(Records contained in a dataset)
####################

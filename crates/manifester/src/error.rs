//! Error types for the manifest workflow

/// Errors from allocation, reconciliation and export operations.
#[derive(Debug, thiserror::Error)]
pub enum Error {
    #[error(transparent)]
    Request(#[from] requester::Error),

    #[error(transparent)]
    Auth(#[from] rhsm_auth::Error),

    #[error(
        "received HTTP {status} from {url}; ensure the request is properly formatted and authorized for a valid endpoint"
    )]
    Http { status: u16, url: String },

    #[error("adding entitlements from pool {pool_id} failed with HTTP {status}: {body}")]
    EntitlementAttach {
        pool_id: String,
        status: u16,
        body: String,
    },

    #[error("no pool can supply {quantity} of {subscription} ({candidates} pools with that name)")]
    NoEligiblePool {
        subscription: String,
        quantity: u32,
        candidates: usize,
    },

    #[error("entitlements for {subscription} did not converge after {rounds} rounds ({remaining} still missing)")]
    ReconcileExhausted {
        subscription: String,
        rounds: u32,
        remaining: u32,
    },

    #[error("quantity for {0} must be greater than zero")]
    InvalidQuantity(String),

    #[error("Export timeout exceeded after {attempts} status checks")]
    ExportTimeout { attempts: u32 },

    #[error("invalid version: {0}")]
    InvalidVersion(String),

    #[error("no subscription allocation has been created")]
    NoAllocation,

    #[error("unexpected response: {0}")]
    UnexpectedResponse(String),

    #[error("inventory error: {0}")]
    Inventory(String),

    #[error("I/O error: {0}")]
    Io(String),
}

/// Result alias for manifest operations.
pub type Result<T> = std::result::Result<T, Error>;

#[cfg(test)]
mod tests {
    use super::*;

    #[test]
    fn retry_timeout_passes_through_unchanged() {
        let err: Error = requester::Error::RetryTimeoutExceeded {
            attempts: 8,
            last_status: 504,
        }
        .into();
        assert!(err.to_string().starts_with("Retry timeout exceeded"), "got: {err}");
    }

    #[test]
    fn attach_error_surfaces_status() {
        let err = Error::EntitlementAttach {
            pool_id: "8a85f9".into(),
            status: 409,
            body: "conflict".into(),
        };
        let msg = err.to_string();
        assert!(msg.contains("409"), "got: {msg}");
        assert!(msg.contains("8a85f9"), "got: {msg}");
    }

    #[test]
    fn export_timeout_message() {
        let err = Error::ExportTimeout { attempts: 501 };
        assert!(err.to_string().starts_with("Export timeout exceeded"));
    }
}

####################

# WHAT YOU NEED TO DO
Look through the records above for the string "operations", then copy every line that has it.

# SOLUTION
/// Errors from allocation, reconciliation and export operations.
/// Result alias for manifest operations.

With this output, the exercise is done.